The only reason that you need a TOS is if you are collecting and retaining (and possibly analyzing) those user inputs on separate third-party servers.
It’s a fucking wiretap.
The docs say what they do and don't do - and they don't do that. Just actually read through them for yourself, you don't have to be a lawyer.
This is just a bit of corporate box-ticking, but the pitchfork brigade has read 2 + 2 and is now screaming about 5s.
@[email protected] Another good reminder that just because something is lead by a non-profit does not mean it has inherent ethics or the interests of its consumers in mind
@[email protected] * A not-for-profit that owns a half-a-billion dollar a year for-profit that gets its half-a-billion dollars a year from Google.
I just discovered a Firefox fork called Floorp. It’s being developed in Japan and their privacy policy is very good. Check em out!
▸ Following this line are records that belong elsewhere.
//! Terminal and file rendering of scan, batch, and statistics reports.

use std::fs::File;
use std::path::Path;

use colored::Colorize;
use serde::Serialize;
use serde_json::json;

use crate::error::SheetKitResult;
use crate::types::{ColumnReport, ColumnStats, MatchRecord, Outcome, SearchHit};

fn print_table(headers: &[&str], rows: &[Vec<String>]) {
    let mut widths: Vec<usize> = headers.iter().map(|h| h.len()).collect();
    for row in rows {
        for (idx, cell) in row.iter().enumerate() {
            if cell.len() > widths[idx] {
                widths[idx] = cell.len();
            }
        }
    }

    let header_line: Vec<String> = headers
        .iter()
        .enumerate()
        .map(|(idx, h)| format!("{:<width$}", h, width = widths[idx]))
        .collect();
    println!("   {}", header_line.join("  ").bold());

    for row in rows {
        let line: Vec<String> = row
            .iter()
            .enumerate()
            .map(|(idx, cell)| format!("{:<width$}", cell, width = widths[idx]))
            .collect();
        println!("   {}", line.join("  "));
    }
}

/// Print replacement records in visitation order.
pub fn print_match_table(records: &[MatchRecord]) {
    if records.is_empty() {
        println!("   {}", "No matches found".yellow());
        return;
    }
    let rows: Vec<Vec<String>> = records
        .iter()
        .map(|r| {
            vec![
                r.sheet.clone(),
                r.cell.clone(),
                r.old_value.clone(),
                r.new_value.clone(),
            ]
        })
        .collect();
    print_table(&["Sheet", "Cell", "Old Value", "New Value"], &rows);
}

/// Print search hits in visitation order.
pub fn print_search_table(hits: &[SearchHit]) {
    if hits.is_empty() {
        println!("   {}", "No matches found".yellow());
        return;
    }
    let rows: Vec<Vec<String>> = hits
        .iter()
        .map(|h| vec![h.sheet.clone(), h.cell.clone(), h.value.clone()])
        .collect();
    print_table(&["Sheet", "Cell", "Value"], &rows);
}

/// Print one line per batch outcome, in input order.
pub fn print_outcome_table(outcomes: &[Outcome]) {
    for outcome in outcomes {
        let status = if outcome.is_success() {
            "Success".green()
        } else {
            "Error".red()
        };
        println!("   {:>4}  {:<7}  {}", outcome.row, status, outcome.message);
    }
}

/// Print per-column statistics.
pub fn print_stats(reports: &[ColumnReport]) {
    for report in reports {
        println!("   {}", report.column.bright_blue().bold());
        match &report.stats {
            ColumnStats::Numeric {
                mean,
                median,
                mode,
                sum,
                count,
                min,
                max,
                std_dev,
            } => {
                println!("      Count:   {count}");
                println!("      Sum:     {sum}");
                println!("      Mean:    {mean}");
                println!("      Median:  {median}");
                if let Some(mode) = mode {
                    println!("      Mode:    {mode}");
                }
                println!("      Min:     {min}");
                println!("      Max:     {max}");
                if let Some(sd) = std_dev {
                    println!("      Std Dev: {sd:.6}");
                }
            }
            ColumnStats::Text {
                count,
                unique,
                mode,
            } => {
                println!("      Count:  {count}");
                println!("      Unique: {unique}");
                if let Some(mode) = mode {
                    println!("      Mode:   {mode}");
                }
            }
        }
    }
}

/// Export records to `path`, as JSON when the extension is `.json` and CSV
/// otherwise.
pub fn export_report<T: Serialize>(path: &Path, records: &[T]) -> SheetKitResult<()> {
    let is_json = path
        .extension()
        .map(|ext| ext.eq_ignore_ascii_case("json"))
        .unwrap_or(false);

    if is_json {
        let document = json!({
            "generated_at": chrono::Local::now().to_rfc3339(),
            "records": records,
        });
        serde_json::to_writer_pretty(File::create(path)?, &document)?;
    } else {
        let mut writer = csv::Writer::from_path(path)?;
        for record in records {
            writer.serialize(record)?;
        }
        writer.flush()?;
    }
    Ok(())
}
Guess they have to pay the CEO's $7m salary somehow.
@[email protected]
Has anyone successfully run their own FF sync server? I have tried twice recently with no success.
@[email protected] Grrr, I just switched over to Firefox after realizing how crappy Chrome is for privacy/ads. 😡
@[email protected] I don't quite understand the hate of Firefox, was their update directly at your sentiment? Mozilla is a nonprofit and they're of course not going to be perfect but they're kind of the last game in town since Google took over all the browser backends? I see a lot of "go to librewolf" but would they have enough support to maintain the browser if FF died?
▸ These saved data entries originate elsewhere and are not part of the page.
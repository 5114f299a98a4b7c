//! CLI command handlers

pub mod commands;

pub use commands::{
    batch, copy_range, drop_rows, merge, new, replace, search, set, sheet_add, sheet_delete,
    sheet_list, sheet_rename, sheet_reorder, split, stats,
};
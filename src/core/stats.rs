//! Per-column descriptive statistics over a tabular sheet projection.

use std::collections::HashMap;

use crate::error::{SheetKitError, SheetKitResult};
use crate::types::{ColumnReport, ColumnStats};

/// Compute statistics for the named columns (all header columns when
/// `columns` is empty). Empty cells are excluded from every measure; a
/// column is numeric when at least one non-empty cell exists and all of them
/// parse as numbers.
pub fn column_statistics(
    header: &[String],
    rows: &[Vec<String>],
    columns: &[String],
) -> SheetKitResult<Vec<ColumnReport>> {
    let selected: Vec<String> = if columns.is_empty() {
        header.to_vec()
    } else {
        columns.to_vec()
    };

    let mut reports = Vec::with_capacity(selected.len());
    for column in selected {
        let col_idx = header.iter().position(|name| *name == column).ok_or_else(|| {
            SheetKitError::Validation(format!("column '{column}' not found in header {header:?}"))
        })?;

        let values: Vec<&str> = rows
            .iter()
            .filter_map(|row| row.get(col_idx))
            .map(String::as_str)
            .filter(|cell| !cell.is_empty())
            .collect();

        reports.push(ColumnReport {
            column,
            stats: stats_for(&values),
        });
    }
    Ok(reports)
}

fn stats_for(values: &[&str]) -> ColumnStats {
    let numbers: Vec<f64> = values
        .iter()
        .filter_map(|cell| cell.parse::<f64>().ok())
        .collect();

    if !values.is_empty() && numbers.len() == values.len() {
        numeric_stats(&numbers)
    } else {
        text_stats(values)
    }
}

fn numeric_stats(numbers: &[f64]) -> ColumnStats {
    let count = numbers.len();
    let sum: f64 = numbers.iter().sum();
    let mean = sum / count as f64;

    let mut sorted = numbers.to_vec();
    sorted.sort_by(|a, b| a.partial_cmp(b).unwrap_or(std::cmp::Ordering::Equal));

    let median = if count % 2 == 1 {
        sorted[count / 2]
    } else {
        (sorted[count / 2 - 1] + sorted[count / 2]) / 2.0
    };

    let min = sorted[0];
    let max = sorted[count - 1];

    // Most frequent value; ties resolve to the smallest, which a sorted
    // run-length scan yields for free.
    let mut mode = None;
    let mut best_run = 0;
    let mut i = 0;
    while i < count {
        let mut j = i + 1;
        while j < count && sorted[j] == sorted[i] {
            j += 1;
        }
        if j - i > best_run {
            best_run = j - i;
            mode = Some(sorted[i]);
        }
        i = j;
    }

    let std_dev = if count > 1 {
        let variance =
            numbers.iter().map(|n| (n - mean).powi(2)).sum::<f64>() / (count - 1) as f64;
        Some(variance.sqrt())
    } else {
        None
    };

    ColumnStats::Numeric {
        mean,
        median,
        mode,
        sum,
        count,
        min,
        max,
        std_dev,
    }
}

fn text_stats(values: &[&str]) -> ColumnStats {
    let mut counts: HashMap<&str, usize> = HashMap::new();
    for value in values {
        *counts.entry(value).or_insert(0) += 1;
    }

    // Ties resolve to the lexicographically smallest value.
    let mode = counts
        .iter()
        .max_by(|a, b| a.1.cmp(b.1).then_with(|| b.0.cmp(a.0)))
        .map(|(value, _)| value.to_string());

    ColumnStats::Text {
        count: values.len(),
        unique: counts.len(),
        mode,
    }
}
@[email protected] Mozilla is a not-for-profit that owns a half-a-billion dollar a year for-profit that gets its half-a-billion dollars a year from Google.
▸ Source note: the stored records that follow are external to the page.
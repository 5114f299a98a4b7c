//! Read-only tabular projection of a worksheet, via calamine.

use std::path::Path;

use calamine::{open_workbook_auto, Data, Reader};

use crate::error::{SheetKitError, SheetKitResult};

/// A sheet flattened to a header row plus data rows, every value projected
/// to text. Integral floats lose their trailing `.0`.
#[derive(Debug, Clone, PartialEq, Eq)]
pub struct Table {
    pub sheet_name: String,
    pub header: Vec<String>,
    pub rows: Vec<Vec<String>>,
}

/// Text projection of a calamine cell.
pub fn datatype_to_string(cell: Option<&Data>) -> String {
    match cell {
        None => String::new(),
        Some(Data::Empty) => String::new(),
        Some(Data::String(s)) => s.clone(),
        Some(Data::Float(n)) => {
            if n.fract() == 0.0 {
                format!("{:.0}", n)
            } else {
                n.to_string()
            }
        }
        Some(Data::Int(n)) => n.to_string(),
        Some(Data::Bool(b)) => b.to_string(),
        Some(Data::Error(e)) => format!("{e:?}"),
        Some(Data::DateTime(f)) => f.to_string(),
        Some(other) => format!("{other:?}"),
    }
}

/// Load `sheet_name` (or the first sheet) as header + data rows.
pub fn read_table(path: &Path, sheet_name: Option<&str>) -> SheetKitResult<Table> {
    let mut workbook = open_workbook_auto(path).map_err(|e| {
        SheetKitError::Workbook(format!("failed to open {}: {}", path.display(), e))
    })?;

    let sheet_name = match sheet_name {
        Some(name) => name.to_string(),
        None => workbook
            .sheet_names()
            .first()
            .cloned()
            .ok_or_else(|| SheetKitError::Workbook("workbook has no sheets".to_string()))?,
    };

    let range = workbook
        .worksheet_range(&sheet_name)
        .map_err(|e| SheetKitError::Workbook(format!("failed to read sheet {sheet_name}: {e}")))?;

    let (height, width) = range.get_size();
    if height == 0 {
        return Ok(Table {
            sheet_name,
            header: Vec::new(),
            rows: Vec::new(),
        });
    }

    let header = (0..width)
        .map(|col| datatype_to_string(range.get((0, col))))
        .collect();
    let rows = (1..height)
        .map(|row| {
            (0..width)
                .map(|col| datatype_to_string(range.get((row, col))))
                .collect()
        })
        .collect();

    Ok(Table {
        sheet_name,
        header,
        rows,
    })
}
Or, as their head of public policy once told me: “Why are you being so hard on us? We’re just another Silicon Valley tech company.”
🤷♂️
@[email protected] The practical solution I found in the comments was #LibreWolf. I'll have a look at that browser. Just being interested in alternative solutions.
#browsers
@[email protected]
good time to start contributing to ladybird, either monetary or via
contributions https://donorbox.org/ladybird
@[email protected] I have a question here, does this also apply to Firefox forks? (I'm affraid the answer is yes...)
CC: @[email protected]
No because they free to, and will remove the stupid TOS.
@[email protected] @[email protected] No, they can’t dictate terms of use for forks without violating their own open source license.
@[email protected] has anyone used the #TheOnionRouter aka tor browser? @[email protected] rates it good for privacy.
It's very slow, and many websites block TOR users.
Can someone clarify if there's an option to opt-out of all these new data collection stuff? I have all the telemetry related stuff disabled, so I'm not sure if it includes these new things.
@[email protected] that’s it, I’m making my own browser from scratch. Forget the blackjack and hookers, I just want to browse the internet sometimes
@[email protected]
Does that mean, if i type something into a mask on an encrypted website (https), that Mozilla can read it?
@[email protected] 🤷♂️
At least they’re open source so you should be able to see exactly what information is being collected if you dive into the code.
@[email protected] I’ve been noodling on privacy-oriented and non-Chromium options other than FF for a while, and feel a bit hamstrung.
Really rather avoid Brave for not wanting to support that CEO, and that doesn’t leave much.
The hope that I can also sync a browser between my iPhone app and Windows laptop seemingly just makes it totally unattainable.
Wide open to other recommendations.
Donate or support an open source engine so we can leave these baddies behind us https://servo.org/ it was originally a mozilla project but is now its own. I have been watching it for a year and they have made a significant amount of progress but still a lot more to go.
@[email protected] Damn, not firefox too. It was the last mainstream browser that didn't exploit your privacy. People who want to switch, Vivaldi, Brave and other firefox forks are still open (though you should do your research before moving)
@[email protected] time for @[email protected] to move away from shipping @[email protected] on new releases.
Gave Vivaldi a try and so far am enjoying the UI as I can move between tabs easier than Firefox and seems a bit faster.